Article 3. Conclusion of the Agreement
3.1 Every Offer made in the form of a quotation from Entrypage.io is entirely non-binding and valid for a period of thirty (30) days after the date of signing, unless a different period of validity is stated on the quotation. If no date is stated, the aforementioned period commences on the day that Entrypage.io sends the quotation to the Customer.
3.2 The Agreement is concluded upon acceptance of an Offer by the Customer.
3.3 An Agreement is also concluded by creating an Account on the Entrypage.io Platform.
3.4 Entrypage.io is only bound by an acceptance of an Offer by the Customer that deviates from the Offer, whether or not on minor points, if Entrypage.io expressly accepts the deviating acceptance in Writing. The foregoing does not affect the provisions of Article2.2 .
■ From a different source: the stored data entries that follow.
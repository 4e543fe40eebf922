//! Structured logging setup.
//!
//! Every scheduling decision is a `tracing` event carrying `pool`, `worker`
//! and `active` fields. [`init`] installs a subscriber that prints them either
//! as text or as one JSON object per line:
//!
//! ```json
//! {"ts":"2024-12-28T15:04:05.123Z","level":"debug","msg":"task admitted","ctx":{"service":"tokio_slots","pool":"render","worker":0},"data":{"active":1}}
//! ```

use std::collections::HashMap;

use tracing::{Event, Level, Subscriber};
use tracing_subscriber::fmt::format::Writer;
use tracing_subscriber::fmt::{FmtContext, FormatEvent, FormatFields};
use tracing_subscriber::layer::SubscriberExt;
use tracing_subscriber::registry::LookupSpan;
use tracing_subscriber::util::{SubscriberInitExt, TryInitError};
use tracing_subscriber::EnvFilter;

use crate::config::LoggingConfig;

/// Fields promoted from `data` into `ctx`.
const CONTEXT_FIELDS: [&str; 2] = ["pool", "worker"];

/// Install the global subscriber described by `config`.
///
/// Fails if a global subscriber is already set.
pub fn init(config: &LoggingConfig) -> Result<(), TryInitError> {
    let filter = EnvFilter::try_new(&config.filter).unwrap_or_else(|_| EnvFilter::new("info"));
    let registry = tracing_subscriber::registry().with(filter);

    if config.json {
        registry
            .with(
                tracing_subscriber::fmt::layer()
                    .event_format(JsonFormatter::new(config.service_name.clone())),
            )
            .try_init()
    } else {
        registry.with(tracing_subscriber::fmt::layer()).try_init()
    }
}

/// Custom JSON formatter for tracing.
pub struct JsonFormatter {
    service_name: String,
}

impl JsonFormatter {
    pub fn new(service_name: impl Into<String>) -> Self {
        Self {
            service_name: service_name.into(),
        }
    }

    /// Build the JSON line for one event's collected fields.
    fn render(&self, level: &Level, mut fields: FieldVisitor) -> serde_json::Value {
        let level = match *level {
            Level::TRACE => "trace",
            Level::DEBUG => "debug",
            Level::INFO => "info",
            Level::WARN => "warn",
            Level::ERROR => "error",
        };

        let mut ctx = serde_json::Map::new();
        ctx.insert("service".into(), serde_json::json!(self.service_name));
        for key in CONTEXT_FIELDS {
            if let Some(value) = fields.fields.remove(key) {
                ctx.insert(key.into(), value);
            }
        }

        let ts = chrono::Utc::now()
            .format("%Y-%m-%dT%H:%M:%S%.3fZ")
            .to_string();

        serde_json::json!({
            "ts": ts,
            "level": level,
            "msg": fields.message.unwrap_or_default(),
            "ctx": ctx,
            "data": fields.fields,
        })
    }
}

impl<S, N> FormatEvent<S, N> for JsonFormatter
where
    S: Subscriber + for<'a> LookupSpan<'a>,
    N: for<'a> FormatFields<'a> + 'static,
{
    fn format_event(
        &self,
        _ctx: &FmtContext<'_, S, N>,
        mut writer: Writer<'_>,
        event: &Event<'_>,
    ) -> std::fmt::Result {
        let mut visitor = FieldVisitor::new();
        event.record(&mut visitor);

        let entry = self.render(event.metadata().level(), visitor);

        writeln!(
            writer,
            "{}",
            serde_json::to_string(&entry).unwrap_or_default()
        )
    }
}

/// Field visitor for collecting tracing fields.
struct FieldVisitor {
    message: Option<String>,
    fields: HashMap<String, serde_json::Value>,
}

impl FieldVisitor {
    fn new() -> Self {
        Self {
            message: None,
            fields: HashMap::new(),
        }
    }
}

impl tracing::field::Visit for FieldVisitor {
    fn record_debug(&mut self, field: &tracing::field::Field, value: &dyn std::fmt::Debug) {
        if field.name() == "message" {
            self.message = Some(format!("{:?}", value).trim_matches('"').to_string());
        } else {
            self.fields.insert(
                field.name().to_string(),
                serde_json::Value::String(format!("{:?}", value)),
            );
        }
    }

    fn record_str(&mut self, field: &tracing::field::Field, value: &str) {
        if field.name() == "message" {
            self.message = Some(value.to_string());
        } else {
            self.fields.insert(
                field.name().to_string(),
                serde_json::Value::String(value.to_string()),
            );
        }
    }

    fn record_i64(&mut self, field: &tracing::field::Field, value: i64) {
        self.fields
            .insert(field.name().to_string(), serde_json::json!(value));
    }

    fn record_u64(&mut self, field: &tracing::field::Field, value: u64) {
        self.fields
            .insert(field.name().to_string(), serde_json::json!(value));
    }

    fn record_bool(&mut self, field: &tracing::field::Field, value: bool) {
        self.fields
            .insert(field.name().to_string(), serde_json::json!(value));
    }
}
3.5 All prices in any Offer are subject to programming and typing errors. If a price in an Offer is based on information provided by the Customer and this information proves to be incorrect, Entrypage.io has the right to adjust the prices accordingly, even after the Agreement has already been concluded.
3.6 The applicability of Article 6:227b(1) and 6:227c of the Dutch Civil Code is excluded.
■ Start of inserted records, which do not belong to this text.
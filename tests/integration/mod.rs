//! Integration tests for tokio_slots
//!
//! These exercise the public Pool and Queue API end to end, with both
//! runtime-backed and thread-backed workers.
//!
//! Run with: cargo test --test integration

mod helpers;
mod pool;
mod queue;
Article 4. Execution of the Agreement
4.1 After the Agreement has been concluded, Entrypage.io will endeavor to commence the performance of the Agreement as soon as possible and will do so with the care of a good contractor. Delivery times communicated by Entrypage.io or agreed between the Parties are indicative and are never considered to be strict deadlines.
4.2 The Customer will provide Entrypage.io with all support necessary and desirable to enable the proper performance of the Agreement. In any case, the Customer will provide Entrypage.io with all information that Entrypage.io indicates is necessary, or that the Customer should reasonably understand is necessary for the proper performance of the Agreement. Entrypage.io has the right, but not the obligation, to check this information for accuracy and completeness.
4.3 If the Customer does not provide the cooperation described above, or if it appears that the information provided by the Customer is incorrect or incomplete, Entrypage.io has the right to suspend the Agreement until the Customer has provided the requested cooperation or the necessary information. Any periodic payments owed by the Customer shall remain due and payable during this period.
4.4 Entrypage.io has the right to engage third parties in the performance of the Agreement. Any costs related to this will only be borne by the Customer if the Parties have agreed to this.
Article 5. Access and use of the Platform
5.1 The Customer needs a License to access the Platform. A License gives the Customer the non-exclusive right to use the Platform as an online service (Software-as-a-Service) for the duration of the License and exclusively for the use intended under the Agreement.
5.2 The License may only be used for the Customer’s own purposes within its own organization. Licenses may not and cannot be transferred to third parties from a property law perspective, except with the express written consent of Entrypage.io.
5.3 Unless otherwise agreed in writing , the following applies:
5.3.1 a License commences on the day that Entrypage.io grants the Customer access to the Platform (e.g., by providing login details for an Account and/or informing the Customer that they can create an Account themselves);
5.3.2 a License has a minimum term of one (1) month;
5.3.3 after the agreed term of the License, the License will be automatically and tacitly renewed for the same period each time;
5.3.4 a License may be terminated by either Party in Writing at the end of the then current period, subject to a notice period of one (1) month (thereby preventing any tacit renewal).
5.3.5 A License can be upgraded immediately. The renewed License takes effect immediately.
5.3.6 A License may be downgraded on a monthly basis; the downgrade will take effect after the end of the month.
5.4 In addition to Licenses, the Customer is obliged to pay Usage Fees if the Limits are exceeded.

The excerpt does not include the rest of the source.